Every line below containing the word "that" should be found and copied.
-- -- --
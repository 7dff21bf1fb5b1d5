//! Compute-device selection.
//!
//! Resolution is a pure function of the user's request and a capabilities
//! record, so every branch is testable without GPUs.

use std::fmt;

use crate::error::PipelineError;

/// What the user asked for with `--device`.
#[derive(Debug, Clone, Copy, PartialEq, Eq)]
pub enum DeviceRequest {
    Auto,
    Cpu,
    Gpu(u32),
}

impl DeviceRequest {
    /// Parse `auto`, `cpu` (case-insensitive) or a GPU index.
    pub fn parse(s: &str) -> Result<Self, PipelineError> {
        let s = s.trim();
        match s.to_lowercase().as_str() {
            "auto" => Ok(Self::Auto),
            "cpu" => Ok(Self::Cpu),
            _ if !s.is_empty() && s.bytes().all(|b| b.is_ascii_digit()) => s
                .parse()
                .map(Self::Gpu)
                .map_err(|_| PipelineError::Device(format!("GPU index out of range: {s}"))),
            _ => Err(PipelineError::Device(
                "--device must be one of 'cpu', 'auto', or an integer number.".to_string(),
            )),
        }
    }
}

/// Platform family, as far as device selection cares.
#[derive(Debug, Clone, Copy, PartialEq, Eq)]
pub enum Platform {
    MacOs,
    Other,
}

/// Which accelerators this build can drive.
#[derive(Debug, Clone, Copy, PartialEq, Eq)]
pub struct Capabilities {
    pub platform: Platform,
    pub cuda: bool,
    pub coreml: bool,
}

impl Capabilities {
    /// Capabilities of the running binary, from target OS and enabled features.
    pub fn detect() -> Self {
        Self {
            platform: if cfg!(target_os = "macos") {
                Platform::MacOs
            } else {
                Platform::Other
            },
            cuda: cfg!(feature = "cuda"),
            coreml: cfg!(feature = "coreml"),
        }
    }
}

/// A concrete device the classifier session runs on.
#[derive(Debug, Clone, Copy, PartialEq, Eq)]
pub enum Device {
    Cpu,
    Cuda(u32),
    CoreMl,
}

impl fmt::Display for Device {
    fn fmt(&self, f: &mut fmt::Formatter<'_>) -> fmt::Result {
        match self {
            Device::Cpu => write!(f, "cpu"),
            Device::Cuda(i) => write!(f, "cuda:{i}"),
            Device::CoreMl => write!(f, "coreml"),
        }
    }
}

/// Map a request onto a device this build can use.
pub fn resolve(request: DeviceRequest, caps: Capabilities) -> Result<Device, PipelineError> {
    match (request, caps.platform) {
        (DeviceRequest::Cpu, _) => Ok(Device::Cpu),
        (DeviceRequest::Auto, Platform::MacOs) => Ok(if caps.coreml {
            Device::CoreMl
        } else {
            Device::Cpu
        }),
        (DeviceRequest::Auto, Platform::Other) => Ok(if caps.cuda {
            Device::Cuda(0)
        } else {
            Device::Cpu
        }),
        (DeviceRequest::Gpu(_), Platform::MacOs) => Err(PipelineError::Device(
            "macOS (CoreML backend) does not support selecting a GPU by index".to_string(),
        )),
        (DeviceRequest::Gpu(index), Platform::Other) => Ok(Device::Cuda(index)),
    }
}
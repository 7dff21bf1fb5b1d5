//! Foreground consumer: drains fixed-size batches and classifies them.

use crate::classify::Classifier;
use crate::config::{BatchErrorPolicy, PipelineConfig};
use crate::error::PipelineError;
use crate::output::ResultSink;
use crate::types::{ClassificationResult, RunSummary};

use super::channel::{LoadReceiver, QueueItem};
use super::progress::{ProgressReporter, RunProgress};

/// Pulls batches off the loader channel until every accepted image is done.
#[derive(Debug, Clone)]
pub struct BatchConsumer {
    batch_size: usize,
    policy: BatchErrorPolicy,
}

impl BatchConsumer {
    pub fn new(config: &PipelineConfig) -> Self {
        Self {
            batch_size: config.batch_size.max(1),
            policy: config.on_batch_error,
        }
    }

    /// Consume exactly `total` entries from `rx`.
    ///
    /// Each iteration pops `min(batch_size, remaining)` entries, classifies
    /// the ones that decoded, streams their rows to `sink`, then advances the
    /// done count by the full iteration size and reports progress. Decode
    /// failures are skipped with a warning. Inference failures follow the
    /// configured [`BatchErrorPolicy`].
    pub fn run(
        &self,
        mut rx: LoadReceiver,
        total: usize,
        classifier: &dyn Classifier,
        sink: &mut dyn ResultSink,
        reporter: &mut dyn ProgressReporter,
    ) -> Result<RunSummary, PipelineError> {
        let mut progress = RunProgress::new(total);
        let mut summary = RunSummary::default();
        reporter.start(total);

        while !progress.is_complete() {
            let size = self.batch_size.min(progress.remaining());
            let batch = match self.pop_batch(&mut rx, size, &progress, &mut summary) {
                Ok(batch) => batch,
                Err(e) => {
                    reporter.finish();
                    return Err(e);
                }
            };

            if let Err(e) = self.classify_batch(&batch, classifier, sink, &mut summary) {
                summary.elapsed = progress.elapsed();
                if let Err(flush_err) = sink.flush() {
                    tracing::error!("could not flush results after failed batch: {}", flush_err);
                    reporter.finish();
                    return Err(PipelineError::Output(flush_err));
                }
                match (e, self.policy) {
                    (e @ PipelineError::Inference { .. }, BatchErrorPolicy::Skip) => {
                        for item in &batch {
                            tracing::error!("no result for {:?}: {}", item.path, e);
                        }
                        summary.inference_failed += batch.len();
                    }
                    (e @ PipelineError::Inference { .. }, BatchErrorPolicy::Abort) => {
                        reporter.finish();
                        return Err(PipelineError::Aborted {
                            done: progress.done(),
                            total,
                            source: Box::new(e),
                        });
                    }
                    (e, _) => {
                        reporter.finish();
                        return Err(e);
                    }
                }
            }
            drop(batch);

            progress.advance(size);
            summary.batches += 1;
            summary.elapsed = progress.elapsed();
            reporter.report(&progress.snapshot());
        }

        reporter.finish();
        Ok(summary)
    }

    /// Blocking-pop `size` entries, keeping decoded images in order.
    fn pop_batch(
        &self,
        rx: &mut LoadReceiver,
        size: usize,
        progress: &RunProgress,
        summary: &mut RunSummary,
    ) -> Result<Vec<QueueItem>, PipelineError> {
        let mut batch = Vec::with_capacity(size);
        for popped in 0..size {
            match rx.blocking_recv() {
                Some(Ok(item)) => batch.push(item),
                Some(Err(e)) => {
                    tracing::warn!("skip image that failed to load: {}", e);
                    summary.decode_failed += 1;
                }
                None => {
                    return Err(PipelineError::LoaderStopped {
                        received: progress.done() + popped,
                        expected: progress.total(),
                    });
                }
            }
        }
        Ok(batch)
    }

    /// Run inference on one batch and stream its rows.
    ///
    /// Rows are only written once the whole batch produced valid vectors.
    fn classify_batch(
        &self,
        batch: &[QueueItem],
        classifier: &dyn Classifier,
        sink: &mut dyn ResultSink,
        summary: &mut RunSummary,
    ) -> Result<(), PipelineError> {
        let Some(first) = batch.first() else {
            return Ok(());
        };

        let probabilities = classifier.infer(batch)?;
        if probabilities.len() != batch.len() {
            return Err(PipelineError::Inference {
                first: first.path.clone(),
                message: format!(
                    "expected {} probability vectors, got {}",
                    batch.len(),
                    probabilities.len()
                ),
            });
        }

        let results = batch
            .iter()
            .zip(&probabilities)
            .map(|(item, probs)| {
                ClassificationResult::from_probabilities(item.path.clone(), probs).ok_or_else(
                    || PipelineError::Inference {
                        first: item.path.clone(),
                        message: format!("invalid probability vector of length {}", probs.len()),
                    },
                )
            })
            .collect::<Result<Vec<_>, _>>()?;

        for result in &results {
            sink.write_record(result).map_err(PipelineError::Output)?;
            summary.classified += 1;
        }
        sink.flush().map_err(PipelineError::Output)
    }
}

#[cfg(test)]
mod tests {
    use super::*;
    use crate::pipeline::channel::LoadResult;
    use crate::pipeline::progress::ProgressSnapshot;
    use image::DynamicImage;
    use std::cell::RefCell;
    use std::io;
    use std::path::PathBuf;
    use tokio::sync::mpsc;

    /// Puts all mass on `index_of(path)`, recording batch sizes.
    struct StubClassifier {
        batches: RefCell<Vec<usize>>,
        fail_on_call: Option<usize>,
    }

    impl StubClassifier {
        fn new() -> Self {
            Self {
                batches: RefCell::new(vec![]),
                fail_on_call: None,
            }
        }
    }

    impl Classifier for StubClassifier {
        fn infer(&self, batch: &[QueueItem]) -> Result<Vec<Vec<f32>>, PipelineError> {
            let call = self.batches.borrow().len();
            self.batches.borrow_mut().push(batch.len());
            if self.fail_on_call == Some(call) {
                return Err(PipelineError::Inference {
                    first: batch[0].path.clone(),
                    message: "stub failure".into(),
                });
            }
            Ok(batch
                .iter()
                .map(|item| {
                    let n: usize = item
                        .path
                        .file_stem()
                        .and_then(|s| s.to_str())
                        .and_then(|s| s.parse().ok())
                        .unwrap_or(0);
                    let mut v = vec![0.0; 7];
                    v[n % 7] = 1.0;
                    v
                })
                .collect())
        }
    }

    #[derive(Default)]
    struct MemorySink {
        rows: Vec<ClassificationResult>,
        flushes: usize,
    }

    impl ResultSink for MemorySink {
        fn write_record(&mut self, result: &ClassificationResult) -> io::Result<()> {
            self.rows.push(result.clone());
            Ok(())
        }

        fn flush(&mut self) -> io::Result<()> {
            self.flushes += 1;
            Ok(())
        }
    }

    /// Accepts rows but cannot persist them.
    struct UnflushableSink;

    impl ResultSink for UnflushableSink {
        fn write_record(&mut self, _result: &ClassificationResult) -> io::Result<()> {
            Ok(())
        }

        fn flush(&mut self) -> io::Result<()> {
            Err(io::Error::new(io::ErrorKind::Other, "disk gone"))
        }
    }

    #[derive(Default)]
    struct RecordingReporter {
        done: Vec<usize>,
        finished: bool,
    }

    impl ProgressReporter for RecordingReporter {
        fn report(&mut self, snapshot: &ProgressSnapshot) {
            self.done.push(snapshot.done);
        }

        fn finish(&mut self) {
            self.finished = true;
        }
    }

    fn item(i: usize) -> LoadResult {
        Ok(QueueItem {
            path: PathBuf::from(format!("{i}.jpg")),
            image: DynamicImage::new_rgb8(1, 1),
        })
    }

    fn filled_channel(entries: Vec<LoadResult>) -> LoadReceiver {
        let (tx, rx) = mpsc::channel(entries.len().max(1));
        for e in entries {
            tx.try_send(e).ok().unwrap();
        }
        rx
    }

    fn consumer(batch_size: usize, policy: BatchErrorPolicy) -> BatchConsumer {
        BatchConsumer::new(&PipelineConfig {
            batch_size,
            on_batch_error: policy,
            ..PipelineConfig::default()
        })
    }

    #[test]
    fn test_ten_images_batch_four() {
        let rx = filled_channel((0..10).map(item).collect());
        let classifier = StubClassifier::new();
        let mut sink = MemorySink::default();
        let mut reporter = RecordingReporter::default();

        let summary = consumer(4, BatchErrorPolicy::Abort)
            .run(rx, 10, &classifier, &mut sink, &mut reporter)
            .unwrap();

        assert_eq!(*classifier.batches.borrow(), vec![4, 4, 2]);
        assert_eq!(reporter.done, vec![4, 8, 10]);
        assert!(reporter.finished);
        assert_eq!(summary.batches, 3);
        assert_eq!(summary.classified, 10);
        assert_eq!(sink.flushes, 3);

        let paths: Vec<_> = sink.rows.iter().map(|r| r.path.clone()).collect();
        let expected: Vec<_> = (0..10).map(|i| PathBuf::from(format!("{i}.jpg"))).collect();
        assert_eq!(paths, expected);
        assert_eq!(sink.rows[8].label_index, 1);
        assert_eq!(sink.rows[8].label_name, "1.Feature-landscape");
    }

    #[test]
    fn test_decode_failures_skipped_but_counted() {
        let mut entries: Vec<LoadResult> = (0..5).map(item).collect();
        entries[2] = Err(PipelineError::FileNotFound(PathBuf::from("2.jpg")));
        let rx = filled_channel(entries);
        let classifier = StubClassifier::new();
        let mut sink = MemorySink::default();
        let mut reporter = RecordingReporter::default();

        let summary = consumer(2, BatchErrorPolicy::Abort)
            .run(rx, 5, &classifier, &mut sink, &mut reporter)
            .unwrap();

        assert_eq!(reporter.done, vec![2, 4, 5]);
        assert_eq!(*classifier.batches.borrow(), vec![2, 1, 1]);
        assert_eq!(summary.classified, 4);
        assert_eq!(summary.decode_failed, 1);
        assert_eq!(sink.rows.len(), 4);
    }

    #[test]
    fn test_inference_failure_aborts_by_default() {
        let rx = filled_channel((0..6).map(item).collect());
        let classifier = StubClassifier {
            fail_on_call: Some(1),
            ..StubClassifier::new()
        };
        let mut sink = MemorySink::default();
        let mut reporter = RecordingReporter::default();

        let err = consumer(2, BatchErrorPolicy::Abort)
            .run(rx, 6, &classifier, &mut sink, &mut reporter)
            .unwrap_err();

        assert!(matches!(err, PipelineError::Aborted { done: 2, total: 6, .. }));
        assert_eq!(sink.rows.len(), 2);
        assert_eq!(reporter.done, vec![2]);
        assert!(reporter.finished);
    }

    #[test]
    fn test_inference_failure_skipped_when_configured() {
        let rx = filled_channel((0..6).map(item).collect());
        let classifier = StubClassifier {
            fail_on_call: Some(1),
            ..StubClassifier::new()
        };
        let mut sink = MemorySink::default();
        let mut reporter = RecordingReporter::default();

        let summary = consumer(2, BatchErrorPolicy::Skip)
            .run(rx, 6, &classifier, &mut sink, &mut reporter)
            .unwrap();

        assert_eq!(reporter.done, vec![2, 4, 6]);
        assert_eq!(summary.inference_failed, 2);
        assert_eq!(summary.classified, 4);
        let names: Vec<_> = sink.rows.iter().map(|r| r.path.clone()).collect();
        assert_eq!(
            names,
            ["0.jpg", "1.jpg", "4.jpg", "5.jpg"]
                .iter()
                .map(PathBuf::from)
                .collect::<Vec<_>>()
        );
    }

    #[test]
    fn test_flush_failure_after_failed_batch_stops_skip_policy() {
        let rx = filled_channel((0..4).map(item).collect());
        let classifier = StubClassifier {
            fail_on_call: Some(0),
            ..StubClassifier::new()
        };
        let mut reporter = RecordingReporter::default();

        let err = consumer(2, BatchErrorPolicy::Skip)
            .run(rx, 4, &classifier, &mut UnflushableSink, &mut reporter)
            .unwrap_err();

        assert!(matches!(err, PipelineError::Output(_)));
        assert_eq!(*classifier.batches.borrow(), vec![2]);
        assert!(reporter.done.is_empty());
        assert!(reporter.finished);
    }

    #[test]
    fn test_loader_hangup_is_reported() {
        let rx = filled_channel((0..3).map(item).collect());
        let classifier = StubClassifier::new();
        let mut sink = MemorySink::default();
        let mut reporter = RecordingReporter::default();

        let err = consumer(2, BatchErrorPolicy::Abort)
            .run(rx, 5, &classifier, &mut sink, &mut reporter)
            .unwrap_err();

        assert!(matches!(
            err,
            PipelineError::LoaderStopped {
                received: 3,
                expected: 5
            }
        ));
    }

    #[test]
    fn test_zero_total_runs_no_batches() {
        let rx = filled_channel(vec![]);
        let classifier = StubClassifier::new();
        let mut sink = MemorySink::default();
        let mut reporter = RecordingReporter::default();

        let summary = consumer(4, BatchErrorPolicy::Abort)
            .run(rx, 0, &classifier, &mut sink, &mut reporter)
            .unwrap();

        assert_eq!(summary.batches, 0);
        assert!(classifier.batches.borrow().is_empty());
        assert!(reporter.done.is_empty());
        assert!(sink.rows.is_empty());
    }
}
-- -- --
* Task response
    /// the ones that decoded, streams their rows to `sink`, then advances the
                    tracing::warn!("skip image that failed to load: {}", e);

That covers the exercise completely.